Monday, September 14, 2009

It's Almost Pumpkin Time!

Halloween is hands down my favorite holiday. So it makes perfect sense as a gardener to grow a few of my own decorations for the season. I love pumpkins of all shapes, sizes and colors. The more variety I can have, the better. The drawback, however, is that the vines can be huge. The Jarrahdale pumpkin pictured left is on a vine that spans over 12 feet. So as much as I would love to have one in each color, I must pick and choose. This year, the blue-gray Jarrahdale and some mini pumpkins won out.

It is about this time of year that my pumpkin vines start to look a little ragged. This means that they are about done producing for the season and it will soon be time to harvest my pumpkins. But just how do you know when your pumpkin is ready to be harvested? Just follow these tips and you will be able to enjoy your pumpkin at Halloween (and if you don't carve it) and beyond:

1. Your pumpkin is ready for harvest when they are the appropriate color and the skin has hardened enough that you can't easily poke a hole in it with your fingernail.
2. Cut the pumpkin from the vine leaving about 3-4 inches of stem with a pair of pruning shears. Leaving a stem is not only more attractive, but it stops the pumpkin from rotting at the top.
3. Never carry the pumpkin by the stem. It may not be able to hold the weight of the pumpkin.
4. Allow them to "cure" in the sun for about 10 days to cause the stem to harden and dry.
5. Once cured, store pumpkins in a cool location (50-55 degrees) to promote longevity.

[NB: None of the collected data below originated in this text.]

//! Strongly-typed identifiers for domain entities
//!
//! Using newtype wrappers around UUIDs provides type safety and prevents
//! accidental mixing of different identifier types. Identifiers are
//! created as UUIDv7 by default so that creation order is preserved
//! (the portal displays entities newest-first without a sort column).

use serde::{Deserialize, Serialize};
use std::fmt;
use std::str::FromStr;
use uuid::Uuid;

macro_rules! define_id {
    ($name:ident, $prefix:literal) => {
        #[derive(Debug, Clone, Copy, PartialEq, Eq, Hash, PartialOrd, Ord, Serialize, Deserialize)]
        #[serde(transparent)]
        pub struct $name(Uuid);

        impl $name {
            /// Creates a new time-ordered identifier (v7)
            pub fn new() -> Self {
                Self(Uuid::now_v7())
            }

            /// Creates a new random identifier
            pub fn new_v4() -> Self {
                Self(Uuid::new_v4())
            }

            /// Creates from an existing UUID
            pub fn from_uuid(uuid: Uuid) -> Self {
                Self(uuid)
            }

            /// Returns the underlying UUID
            pub fn as_uuid(&self) -> &Uuid {
                &self.0
            }

            /// Returns the identifier prefix for display
            pub fn prefix() -> &'static str {
                $prefix
            }
        }

        impl Default for $name {
            fn default() -> Self {
                Self::new()
            }
        }

        impl fmt::Display for $name {
            fn fmt(&self, f: &mut fmt::Formatter<'_>) -> fmt::Result {
                write!(f, "{}-{}", $prefix, self.0)
            }
        }

        impl FromStr for $name {
            type Err = uuid::Error;

            fn from_str(s: &str) -> Result<Self, Self::Err> {
                // Strip prefix if present
                let uuid_str = s.strip_prefix(concat!($prefix, "-")).unwrap_or(s);
                Ok(Self(Uuid::parse_str(uuid_str)?))
            }
        }

        impl From<Uuid> for $name {
            fn from(uuid: Uuid) -> Self {
                Self(uuid)
            }
        }

        impl From<$name> for Uuid {
            fn from(id: $name) -> Uuid {
                id.0
            }
        }
    };
}

// Directory domain identifiers
define_id!(ClientId, "CLT");
define_id!(ProjectId, "PRJ");

// Billing domain identifiers
define_id!(PurchaseOrderId, "PO");
define_id!(BillableItemId, "BIL");

// Document references are stored externally; only the handle is typed
define_id!(DocumentId, "DOC");
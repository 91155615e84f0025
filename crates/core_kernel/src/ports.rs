//! Ports and adapters infrastructure
//!
//! The domain crates talk to their backing stores exclusively through
//! async port traits. The real persistence backend (document store or
//! relational database) lives outside this workspace; `infra_store`
//! provides an in-memory adapter used by tests and demos.
//!
//! Each domain defines its own port trait (`DirectoryStore`,
//! `BillingStore`, `DocumentStore`) extending the [`DomainPort`] marker.
//! All implementations use [`PortError`] so callers handle store failures
//! uniformly; store failures propagate unchanged, without retries or
//! partial-state recovery.

use std::fmt;
use thiserror::Error;

/// Error type for port operations
#[derive(Debug, Error)]
pub enum PortError {
    /// The requested entity was not found
    #[error("Not found: {entity_type} with id {id}")]
    NotFound {
        entity_type: String,
        id: String,
    },

    /// A validation error occurred
    #[error("Validation error: {message}")]
    Validation {
        message: String,
        field: Option<String>,
    },

    /// The operation conflicts with existing data
    #[error("Conflict: {message}")]
    Conflict {
        message: String,
    },

    /// Connection to the underlying store failed
    #[error("Connection error: {message}")]
    Connection {
        message: String,
        #[source]
        source: Option<Box<dyn std::error::Error + Send + Sync>>,
    },

    /// An internal error occurred
    #[error("Internal error: {message}")]
    Internal {
        message: String,
        #[source]
        source: Option<Box<dyn std::error::Error + Send + Sync>>,
    },
}

impl PortError {
    /// Creates a NotFound error
    pub fn not_found(entity_type: impl Into<String>, id: impl fmt::Display) -> Self {
        PortError::NotFound {
            entity_type: entity_type.into(),
            id: id.to_string(),
        }
    }

    /// Creates a Validation error
    pub fn validation(message: impl Into<String>) -> Self {
        PortError::Validation {
            message: message.into(),
            field: None,
        }
    }

    /// Creates a Validation error with field information
    pub fn validation_field(message: impl Into<String>, field: impl Into<String>) -> Self {
        PortError::Validation {
            message: message.into(),
            field: Some(field.into()),
        }
    }

    /// Creates a Conflict error
    pub fn conflict(message: impl Into<String>) -> Self {
        PortError::Conflict {
            message: message.into(),
        }
    }

    /// Creates a Connection error
    pub fn connection(message: impl Into<String>) -> Self {
        PortError::Connection {
            message: message.into(),
            source: None,
        }
    }

    /// Creates an Internal error
    pub fn internal(message: impl Into<String>) -> Self {
        PortError::Internal {
            message: message.into(),
            source: None,
        }
    }

    /// Returns true if this error indicates a transient failure that may succeed on retry
    pub fn is_transient(&self) -> bool {
        matches!(self, PortError::Connection { .. })
    }

    /// Returns true if this error indicates the entity was not found
    pub fn is_not_found(&self) -> bool {
        matches!(self, PortError::NotFound { .. })
    }
}

/// Marker trait for all domain ports
///
/// All port traits should extend this marker to ensure they are
/// thread-safe and can be used in async contexts.
pub trait DomainPort: Send + Sync + 'static {}

#[cfg(test)]
mod tests {
    use super::*;

    #[test]
    fn test_port_error_not_found() {
        let error = PortError::not_found("Client", "CLT-123");
        assert!(error.is_not_found());
        assert!(!error.is_transient());
        assert!(error.to_string().contains("Client"));
        assert!(error.to_string().contains("CLT-123"));
    }

    #[test]
    fn test_port_error_transient() {
        let connection = PortError::connection("store unreachable");
        assert!(connection.is_transient());

        let validation = PortError::validation("Invalid po_number");
        assert!(!validation.is_transient());
    }

    #[test]
    fn test_validation_field() {
        let error = PortError::validation_field("must not be empty", "legal_name");
        match error {
            PortError::Validation { field, .. } => {
                assert_eq!(field.as_deref(), Some("legal_name"));
            }
            _ => panic!("expected validation error"),
        }
    }
}
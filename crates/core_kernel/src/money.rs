//! Money types with precise decimal arithmetic
//!
//! This module provides a type-safe representation of monetary values
//! using rust_decimal for precise calculations without floating-point errors.
//! The portal bills primarily in INR; other currencies are carried for
//! clients invoiced abroad.

use rust_decimal::Decimal;
use rust_decimal_macros::dec;
use serde::{Deserialize, Serialize};
use std::fmt;
use std::ops::{Add, Sub, Mul, Div, Neg};
use thiserror::Error;

/// Currency codes following ISO 4217
#[derive(Debug, Clone, Copy, PartialEq, Eq, Hash, Serialize, Deserialize)]
#[serde(rename_all = "UPPERCASE")]
pub enum Currency {
    INR,
    USD,
    EUR,
    GBP,
    SGD,
    AED,
}

impl Currency {
    /// Returns the number of decimal places for this currency
    pub fn decimal_places(&self) -> u32 {
        2
    }

    /// Returns the currency symbol
    pub fn symbol(&self) -> &'static str {
        match self {
            Currency::INR => "₹",
            Currency::USD => "$",
            Currency::EUR => "€",
            Currency::GBP => "£",
            Currency::SGD => "S$",
            Currency::AED => "AED",
        }
    }

    /// Returns the ISO 4217 code
    pub fn code(&self) -> &'static str {
        match self {
            Currency::INR => "INR",
            Currency::USD => "USD",
            Currency::EUR => "EUR",
            Currency::GBP => "GBP",
            Currency::SGD => "SGD",
            Currency::AED => "AED",
        }
    }
}

impl Default for Currency {
    fn default() -> Self {
        Currency::INR
    }
}

impl fmt::Display for Currency {
    fn fmt(&self, f: &mut fmt::Formatter<'_>) -> fmt::Result {
        write!(f, "{}", self.code())
    }
}

/// Errors that can occur during money operations
#[derive(Debug, Error, PartialEq, Eq)]
pub enum MoneyError {
    #[error("Currency mismatch: cannot operate on {0} and {1}")]
    CurrencyMismatch(String, String),

    #[error("Invalid amount: {0}")]
    InvalidAmount(String),

    #[error("Division by zero")]
    DivisionByZero,
}

/// A monetary amount with associated currency
///
/// Money uses rust_decimal for precise arithmetic without floating-point
/// errors. Amounts are stored with 4 decimal places internally so that
/// monthly pro-ration of annual license fees does not lose precision
/// before display rounding.
#[derive(Debug, Clone, Copy, PartialEq, Eq, Hash, Serialize, Deserialize)]
pub struct Money {
    amount: Decimal,
    currency: Currency,
}

impl Money {
    /// Creates a new Money value
    pub fn new(amount: Decimal, currency: Currency) -> Self {
        Self {
            amount: amount.round_dp(4),
            currency,
        }
    }

    /// Creates Money in the portal's default currency (INR)
    pub fn inr(amount: Decimal) -> Self {
        Self::new(amount, Currency::INR)
    }

    /// Creates Money from an integer amount in minor units (e.g., paise)
    pub fn from_minor(minor_units: i64, currency: Currency) -> Self {
        let divisor = Decimal::new(10_i64.pow(currency.decimal_places()), 0);
        Self::new(Decimal::new(minor_units, 0) / divisor, currency)
    }

    /// Creates a zero amount in the specified currency
    pub fn zero(currency: Currency) -> Self {
        Self {
            amount: dec!(0),
            currency,
        }
    }

    /// Returns the amount
    pub fn amount(&self) -> Decimal {
        self.amount
    }

    /// Returns the currency
    pub fn currency(&self) -> Currency {
        self.currency
    }

    /// Returns true if the amount is zero
    pub fn is_zero(&self) -> bool {
        self.amount.is_zero()
    }

    /// Returns true if the amount is positive
    pub fn is_positive(&self) -> bool {
        self.amount.is_sign_positive() && !self.amount.is_zero()
    }

    /// Returns true if the amount is negative
    pub fn is_negative(&self) -> bool {
        self.amount.is_sign_negative() && !self.amount.is_zero()
    }

    /// Returns the absolute value
    pub fn abs(&self) -> Self {
        Self {
            amount: self.amount.abs(),
            currency: self.currency,
        }
    }

    /// Rounds to the currency's standard decimal places
    pub fn round_to_currency(&self) -> Self {
        Self {
            amount: self.amount.round_dp(self.currency.decimal_places()),
            currency: self.currency,
        }
    }

    /// Checked addition that returns an error on currency mismatch
    pub fn checked_add(&self, other: &Money) -> Result<Money, MoneyError> {
        if self.currency != other.currency {
            return Err(MoneyError::CurrencyMismatch(
                self.currency.to_string(),
                other.currency.to_string(),
            ));
        }
        Ok(Self::new(self.amount + other.amount, self.currency))
    }

    /// Checked subtraction that returns an error on currency mismatch
    pub fn checked_sub(&self, other: &Money) -> Result<Money, MoneyError> {
        if self.currency != other.currency {
            return Err(MoneyError::CurrencyMismatch(
                self.currency.to_string(),
                other.currency.to_string(),
            ));
        }
        Ok(Self::new(self.amount - other.amount, self.currency))
    }

    /// Multiplies by a scalar (e.g., for percentage calculations)
    pub fn multiply(&self, factor: Decimal) -> Self {
        Self::new(self.amount * factor, self.currency)
    }

    /// Divides by a scalar
    pub fn divide(&self, divisor: Decimal) -> Result<Self, MoneyError> {
        if divisor.is_zero() {
            return Err(MoneyError::DivisionByZero);
        }
        Ok(Self::new(self.amount / divisor, self.currency))
    }

    /// Spreads an amount evenly across a number of months
    ///
    /// Used for license pro-ration (amount / months spanned) and for
    /// amortizing one-time revenue into a monthly run rate. A zero month
    /// count is treated as one month, matching the pro-ration floor.
    pub fn per_month(&self, months: u32) -> Self {
        let months = months.max(1);
        Self::new(self.amount / Decimal::from(months), self.currency)
    }
}

impl fmt::Display for Money {
    fn fmt(&self, f: &mut fmt::Formatter<'_>) -> fmt::Result {
        let dp = self.currency.decimal_places();
        write!(
            f,
            "{} {:.dp$}",
            self.currency.symbol(),
            self.amount,
            dp = dp as usize
        )
    }
}

impl Add for Money {
    type Output = Self;

    fn add(self, other: Self) -> Self {
        self.checked_add(&other)
            .expect("Currency mismatch in Money::add")
    }
}

impl Sub for Money {
    type Output = Self;

    fn sub(self, other: Self) -> Self {
        self.checked_sub(&other)
            .expect("Currency mismatch in Money::sub")
    }
}

impl Neg for Money {
    type Output = Self;

    fn neg(self) -> Self {
        Self::new(-self.amount, self.currency)
    }
}

impl Mul<Decimal> for Money {
    type Output = Self;

    fn mul(self, factor: Decimal) -> Self {
        self.multiply(factor)
    }
}

impl Div<Decimal> for Money {
    type Output = Self;

    fn div(self, divisor: Decimal) -> Self {
        self.divide(divisor).expect("Division by zero in Money::div")
    }
}
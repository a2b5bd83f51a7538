//! The `{status, message, payload}` envelope every endpoint answers with.

use axum::Json;
use axum::http::StatusCode;
use axum::response::{IntoResponse, Response};
use serde::Serialize;
use serde_json::json;
use tracing::{error, warn};

use crate::error::{AuthError, DispatchError, RegistryError};

#[derive(Debug, Serialize)]
pub struct Envelope {
    pub status: &'static str,
    pub message: String,
    pub payload: serde_json::Value,
}

/// A successful reply.
pub fn success(
    code: StatusCode,
    message: impl Into<String>,
    payload: serde_json::Value,
) -> Response {
    (
        code,
        Json(Envelope {
            status: "success",
            message: message.into(),
            payload,
        }),
    )
        .into_response()
}

/// An error reply: `payload` is `{"error_msg": detail}`.
#[derive(Debug)]
pub struct ApiError {
    pub code: StatusCode,
    pub message: &'static str,
    pub detail: String,
}

impl ApiError {
    pub fn new(code: StatusCode, message: &'static str, detail: impl Into<String>) -> Self {
        Self {
            code,
            message,
            detail: detail.into(),
        }
    }

    pub fn unauthorized(detail: impl Into<String>) -> Self {
        Self::new(StatusCode::UNAUTHORIZED, "Authentication Failed", detail)
    }

    pub fn bad_request(message: &'static str, detail: impl Into<String>) -> Self {
        Self::new(StatusCode::BAD_REQUEST, message, detail)
    }
}

impl IntoResponse for ApiError {
    fn into_response(self) -> Response {
        (
            self.code,
            Json(Envelope {
                status: "error",
                message: self.message.to_string(),
                payload: json!({ "error_msg": self.detail }),
            }),
        )
            .into_response()
    }
}

impl From<AuthError> for ApiError {
    fn from(err: AuthError) -> Self {
        match err {
            AuthError::Unauthorized(reason) => {
                warn!(reason = %reason, "Rejected access token");
                Self::unauthorized(reason)
            }
            AuthError::InvalidSubject => Self::bad_request("Invalid token request", err.to_string()),
            AuthError::Signing(_) => {
                error!(error = %err, "Token signing failed");
                Self::new(StatusCode::INTERNAL_SERVER_ERROR, "token not created", err.to_string())
            }
        }
    }
}

impl From<DispatchError> for ApiError {
    fn from(err: DispatchError) -> Self {
        match err {
            DispatchError::UnknownTaskKind(_) => Self::bad_request("Unknown task kind", err.to_string()),
            other => {
                error!(error = %other, "Task submission failed");
                Self::new(
                    StatusCode::INTERNAL_SERVER_ERROR,
                    "Task submission failed",
                    other.to_string(),
                )
            }
        }
    }
}

impl From<RegistryError> for ApiError {
    fn from(err: RegistryError) -> Self {
        match err {
            RegistryError::NotFound { .. } => {
                Self::new(StatusCode::NOT_FOUND, "Task not found", err.to_string())
            }
            other => {
                error!(error = %other, "Status lookup failed");
                Self::new(
                    StatusCode::INTERNAL_SERVER_ERROR,
                    "Status lookup failed",
                    other.to_string(),
                )
            }
        }
    }
}
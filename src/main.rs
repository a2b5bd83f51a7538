use std::sync::Arc;

use anyhow::{Context, bail};
use clap::{Parser, Subcommand};
use tokio::net::TcpListener;
use tracing::{info, warn};

use taskgate::api::{self, AppState};
use taskgate::auth::TokenService;
use taskgate::config::{QueueBackend, ServiceConfig};
use taskgate::dispatch::Dispatcher;
use taskgate::gateway::StatusGateway;
use taskgate::queue::{MemoryQueue, WorkQueue};
use taskgate::store::{self, LibSqlBackend, TaskRegistry};
use taskgate::tasks::TaskState;
use taskgate::telemetry;
use taskgate::worker::{FunctionCatalog, WorkerPool};

#[derive(Debug, Parser)]
#[command(name = "taskgate", version, about = "Authenticated asynchronous task service")]
struct Cli {
    #[command(subcommand)]
    command: Option<Command>,

    /// Worker units to run (overrides WORKER_CONCURRENCY).
    #[arg(long, global = true)]
    workers: Option<usize>,
}

#[derive(Debug, Subcommand)]
enum Command {
    /// Run the HTTP API only.
    Serve,
    /// Run a worker pool only.
    Worker,
    /// Run the API and a worker pool in one process (default).
    All,
    /// Print tasks stuck in a state for longer than a threshold.
    Inspect {
        #[arg(long, default_value = "RUNNING")]
        state: TaskState,
        #[arg(long, default_value_t = 3600)]
        older_than_secs: i64,
    },
}

#[tokio::main]
async fn main() -> anyhow::Result<()> {
    let cli = Cli::parse();
    let config = ServiceConfig::from_env().context("invalid configuration")?;
    let _log_guard = telemetry::init(&config.log_dir)?;

    if config.auth.ephemeral_secret {
        warn!("JWT_SECRET_KEY not set; using a random secret. Tokens will not survive a restart.");
    }

    let workers = cli.workers.unwrap_or(config.worker_concurrency).max(1);
    let command = cli.command.unwrap_or(Command::All);

    info!(
        project = %config.project_name,
        environment = config.environment.as_str(),
        version = env!("CARGO_PKG_VERSION"),
        "Starting"
    );

    let store = Arc::new(
        LibSqlBackend::new_local(&config.store.db_path)
            .await
            .with_context(|| format!("opening {}", config.store.db_path.display()))?
            .with_namespace(config.store.namespace.as_str())
            .with_poll_interval(config.store.poll_interval),
    );
    let registry: Arc<dyn TaskRegistry> = store.clone();
    let catalog = Arc::new(FunctionCatalog::with_builtins());

    match command {
        Command::Inspect {
            state,
            older_than_secs,
        } => inspect(&store, state, older_than_secs).await,
        Command::Serve => {
            let queue = shared_queue(&config, &store, "serve")?;
            serve(&config, registry, queue, catalog).await
        }
        Command::Worker => {
            let queue = shared_queue(&config, &store, "worker")?;
            let pool = WorkerPool::spawn(workers, queue, registry, catalog);
            shutdown_signal().await;
            pool.shutdown_and_join().await;
            Ok(())
        }
        Command::All => {
            let queue: Arc<dyn WorkQueue> = match config.store.queue_backend {
                QueueBackend::Sqlite => store.clone() as Arc<dyn WorkQueue>,
                QueueBackend::Memory => Arc::new(MemoryQueue::new()),
            };
            let pool = WorkerPool::spawn(
                workers,
                Arc::clone(&queue),
                Arc::clone(&registry),
                Arc::clone(&catalog),
            );
            let served = serve(&config, registry, queue, catalog).await;
            pool.shutdown_and_join().await;
            served
        }
    }
}

/// Queue for a role that talks to other processes; only the libSQL queue
/// crosses process boundaries.
fn shared_queue(
    config: &ServiceConfig,
    store: &Arc<LibSqlBackend>,
    role: &str,
) -> anyhow::Result<Arc<dyn WorkQueue>> {
    match config.store.queue_backend {
        QueueBackend::Sqlite => Ok(store.clone() as Arc<dyn WorkQueue>),
        QueueBackend::Memory => {
            bail!("QUEUE_BACKEND=memory only works with the `all` role, not `{role}`")
        }
    }
}

async fn serve(
    config: &ServiceConfig,
    registry: Arc<dyn TaskRegistry>,
    queue: Arc<dyn WorkQueue>,
    catalog: Arc<FunctionCatalog>,
) -> anyhow::Result<()> {
    let state = AppState {
        tokens: Arc::new(TokenService::new(
            &config.auth.secret,
            config.auth.token_ttl,
        )),
        dispatcher: Arc::new(Dispatcher::new(Arc::clone(&registry), queue, catalog)),
        gateway: Arc::new(StatusGateway::new(registry)),
        default_subject: Arc::from(config.auth.default_subject.as_str()),
        service_name: Arc::from(config.project_name.as_str()),
        environment: config.environment.as_str(),
    };
    let app = api::router(state, &config.allowed_origins);

    let listener = TcpListener::bind(config.bind_addr)
        .await
        .with_context(|| format!("binding {}", config.bind_addr))?;
    info!(addr = %listener.local_addr()?, "API listening");

    axum::serve(listener, app)
        .with_graceful_shutdown(shutdown_signal())
        .await?;
    info!("API stopped");
    Ok(())
}

async fn inspect(
    db: &LibSqlBackend,
    state: TaskState,
    older_than_secs: i64,
) -> anyhow::Result<()> {
    let cutoff = store::stale_cutoff(chrono::Utc::now(), older_than_secs)
        .with_context(|| format!("--older-than-secs {older_than_secs} is out of range"))?;
    let report = store::inspect(db, state, cutoff).await?;
    for record in &report.tasks {
        println!("{}", serde_json::to_string(record)?);
    }
    info!(
        %state,
        count = report.tasks.len(),
        queue_depth = report.queue_depth,
        "Inspection complete"
    );
    Ok(())
}

async fn shutdown_signal() {
    if let Err(e) = tokio::signal::ctrl_c().await {
        warn!(error = %e, "Failed to listen for shutdown signal");
        // Without a signal handler, run until killed.
        std::future::pending::<()>().await;
    }
    info!("Shutdown requested");
}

The photo of the Jarrahdale above was taken about 3 weeks ago and it has since ripened to a beautiful blue-grey color. Since the weather is still warm and I'm not quite ready to start decorating for Halloween, however, I've decided to leave the pumpkin on the vine just a bit longer.

How has your pumpkin growing season been this year? Let us know in the comments below.


  1. We moved into a house that my cousin formerly rented. They left an odd "grey/blue" pumpkin to rot (and it did before we got moved into the house). This spring one pumpkin vine appeared in our front flower bed from where the pumpkin fell off the porch and rotted.
    My mother & husband had a bet on whether we could transplant the pitiful looking vine to the backyard and encourage it to live. Well my husband won. The vine not only lived but it covers our entire yard with runners. Our yard is probably 40x60 yards! We literally can NOT mow or even weed eat the yard for the pumpkins. So far we can cut 25 pumpkins and there are at least that many more (if not more) to cut in a few days. We have 3 volleyball sized pumpkins in a 20+ foot tree nearing the top. They just sway in the breeze. LOL
    From my research they appear to be Jarrahdale pumpkins. I wish there was some way to make sure of what type pumpkin that they are.
    We have just fell in love with these pumpkins and many family members come to take photos on a regular basis as they just can't believe their eyes.

  2. Tammy don't you just love the color? It's so unexpected. I found a third pumpkin hidden in the groundcover and it is the most perfectly shaped one of the bunch. But each one seems to have it's charm. I'm glad you had such good luck with them.